Rush farms with his father, Jim, near Fairfield. They raise corn, white corn, soybeans and wheat and cattle.

“It’s a blessing to be able to farm with my father. I couldn’t do this if he wasn’t around,” Rush said.

In January, Rush and others from the ICGA traveled to Washington to meet with new and returning members of Congress.

“The farm bill is the buzzword right now and everybody is talking about it. We have several new members of Congress in Illinois, so we’re trying to get everybody up to speed on the farm bill,” Rush said.

Even as he and others from ICGA introduced themselves to the new members of Congress, the legacy of a newly retired member and champion of ethanol lingers.

In 2021, Rep. Cheri Bustos, a Democrat who then represented the 17th congressional district, introduced the Next Generation Fuels Act.

That legislation, which was supported by lawmakers in both political parties, would increase gasoline octane to a minimum standard through the use of renewable fuels.

Bustos retired at the end of the last Congress and Rep. Eric Sorenson, a Democrat and former TV meteorologist, won the election for the northern Illinois seat.

“The Next Generation Fuels Act is a pretty hot topic. Since Rep. Bustos has retired from Congress, we’re working on getting that reintroduced in this Congress in the House and Senate. That is a high priority for us,” Rush said.

For his own farm, Rush said maintaining existing farm bill programs is a priority.

“I’ve been happy with the current farm bill. As long as they leave crop insurance alone, that’s probably the biggest thing for me,” he said.

“We know that there is not going to be a whole lot of new money in this new farm bill, so we are trying to utilize what we have to best benefit farmers.”

Rush’s farm is located in southern Illinois and, when it comes to markets, in a prime location.

“We are two hours south of Champaign, two hours east of St. Louis and we’re tucked down here in the southeastern part of the state. I joke that we don’t have the yields that northern and central Illinois have, but we’re blessed with some good export market opportunities,” he said.

That includes being just an hour from Mount Vernon, Indiana. The town on the Ohio River is the home of an ADM Milling terminal, an ADM Grain terminal, a Consolidated Grain and Barge soybean processing facility and two ethanol plants.

“We’re in Mount Vernon, Indiana, a lot,” Rush said.

Trade and building and adding export markets is one area that Rush said he would like to see action on from the Biden administration.

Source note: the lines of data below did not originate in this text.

// SPDX-License-Identifier: MIT OR Apache-2.0
//! Streaming HTTP client for `streamGenerateContent`.

use crate::GeminiConfig;
use crate::wire::GenerateContentChunk;
use agb_adapter::AdapterError;
use agb_codec::FrameDecoder;
use futures::StreamExt;
use std::collections::VecDeque;

/// Thin streaming client over
/// `POST {base_url}/v1beta/models/{model}:streamGenerateContent?alt=sse`.
#[derive(Debug, Clone)]
pub struct GeminiClient {
    http: reqwest::Client,
    base_url: String,
    api_key: String,
}

impl GeminiClient {
    /// Build a client from adapter configuration.
    pub fn new(config: &GeminiConfig) -> Self {
        Self {
            http: reqwest::Client::new(),
            base_url: config.base_url.clone(),
            api_key: config.api_key.clone(),
        }
    }

    /// Issue a streaming generate request and return the decoded chunk stream.
    pub async fn stream_generate(
        &self,
        model: &str,
        body: &serde_json::Value,
    ) -> Result<ChunkStream, AdapterError> {
        let url = format!(
            "{}/v1beta/models/{model}:streamGenerateContent",
            self.base_url
        );
        let response = self
            .http
            .post(&url)
            .query(&[("alt", "sse"), ("key", self.api_key.as_str())])
            .json(body)
            .send()
            .await
            .map_err(|e| AdapterError::Upstream {
                message: e.to_string(),
            })?;

        let status = response.status();
        if !status.is_success() {
            let detail = response.text().await.unwrap_or_default();
            return Err(AdapterError::Upstream {
                message: format!("{status}: {detail}"),
            });
        }

        Ok(ChunkStream::new(response))
    }
}

/// Pull-based stream of decoded [`GenerateContentChunk`]s.
pub struct ChunkStream {
    bytes: futures::stream::BoxStream<'static, reqwest::Result<bytes::Bytes>>,
    decoder: FrameDecoder,
    pending: VecDeque<String>,
    done: bool,
}

impl ChunkStream {
    fn new(response: reqwest::Response) -> Self {
        Self {
            bytes: response.bytes_stream().boxed(),
            decoder: FrameDecoder::new(),
            pending: VecDeque::new(),
            done: false,
        }
    }

    /// Next decoded chunk, or `None` when the body ends.
    pub async fn next_chunk(&mut self) -> Option<Result<GenerateContentChunk, AdapterError>> {
        loop {
            if let Some(payload) = self.pending.pop_front() {
                return Some(
                    serde_json::from_str(&payload)
                        .map_err(|e| AdapterError::Decode(e.to_string())),
                );
            }
            if self.done {
                return None;
            }
            match self.bytes.next().await {
                Some(Ok(bytes)) => {
                    let text = String::from_utf8_lossy(&bytes);
                    self.pending.extend(self.decoder.feed(&text));
                }
                Some(Err(e)) => {
                    self.done = true;
                    return Some(Err(AdapterError::Upstream {
                        message: e.to_string(),
                    }));
                }
                None => {
                    self.done = true;
                    if let Some(rest) = std::mem::take(&mut self.decoder).finish() {
                        self.pending.push_back(rest);
                    }
                }
            }
        }
    }
}
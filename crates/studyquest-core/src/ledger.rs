//! XP and coin balances.
//!
//! The ledger is the default collaborator on both sides of the economy: it
//! is credited as a [`RewardSink`] and debited as a [`Wallet`].

use serde::{Deserialize, Serialize};

use crate::ports::{RewardSink, Wallet};
use crate::rewards::RewardEvent;

#[derive(Debug, Clone, Default, PartialEq, Eq, Serialize, Deserialize)]
pub struct Ledger {
    pub xp: u64,
    pub coins: u64,
    #[serde(default)]
    pub sessions_completed: u64,
}

impl Ledger {
    pub fn with_coins(coins: u64) -> Self {
        Self {
            coins,
            ..Self::default()
        }
    }
}

impl RewardSink for Ledger {
    fn on_reward_earned(&mut self, reward: &RewardEvent) {
        self.xp = self.xp.saturating_add(reward.final_xp);
        self.coins = self.coins.saturating_add(reward.final_coins);
        self.sessions_completed += 1;
    }
}

impl Wallet for Ledger {
    fn try_spend(&mut self, coins: u64) -> bool {
        match self.coins.checked_sub(coins) {
            Some(left) => {
                self.coins = left;
                true
            }
            None => false,
        }
    }
}

#[cfg(test)]
mod tests {
    use super::*;

    #[test]
    fn spending_more_than_balance_is_refused() {
        let mut ledger = Ledger::with_coins(10);
        assert!(!ledger.try_spend(11));
        assert_eq!(ledger.coins, 10);
        assert!(ledger.try_spend(10));
        assert_eq!(ledger.coins, 0);
    }

    #[test]
    fn zero_price_always_succeeds() {
        let mut ledger = Ledger::default();
        assert!(ledger.try_spend(0));
    }
}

“I have been a little discouraged by the current administration’s lack of new trade efforts and trying to go out and find new trade deals and opportunities. The Market Access Program and the Foreign Market Development Program, which are farm bill programs, might be a good place to add some funding so we can try to get some more trade happening,” he said.

“Here in the U.S. we continue to grow large crops and we are blessed with that and we have to have a place to go with them, so trade is pretty important to us.”

Rush quit planting wheat because of the market not being there, but started back up in 2019.

“We plant a little bit of wheat every year and we are far enough south that we are able to double crop it. It looks really good,” he said.

“Besides the cold spell right before Christmas, with the blistery wind chills, we’ve had a really mild winter, so the wheat is really green and looks really good.

“We manage the wheat crop a lot differently than we did 15 to 20 years ago. It’s a high intensity crop now and we are able to push those yields a little bit.”

Rush is a graduate of Southern Illinois University in Carbondale, with a degree in agriculture education and a minor in agricultural economics.

He worked as a 4-H youth development and Extension program educator for eight years, returning home in 2014 to farm. He served as chairman of the Illinois Farm Bureau Young Leader Committee in 2015.

Rush and his wife, Sara, have two children. Jacob is a junior at the University of Southern Indiana in Evansville, and Lucy is a senior in high school and is enlisted in the Illinois National Guard.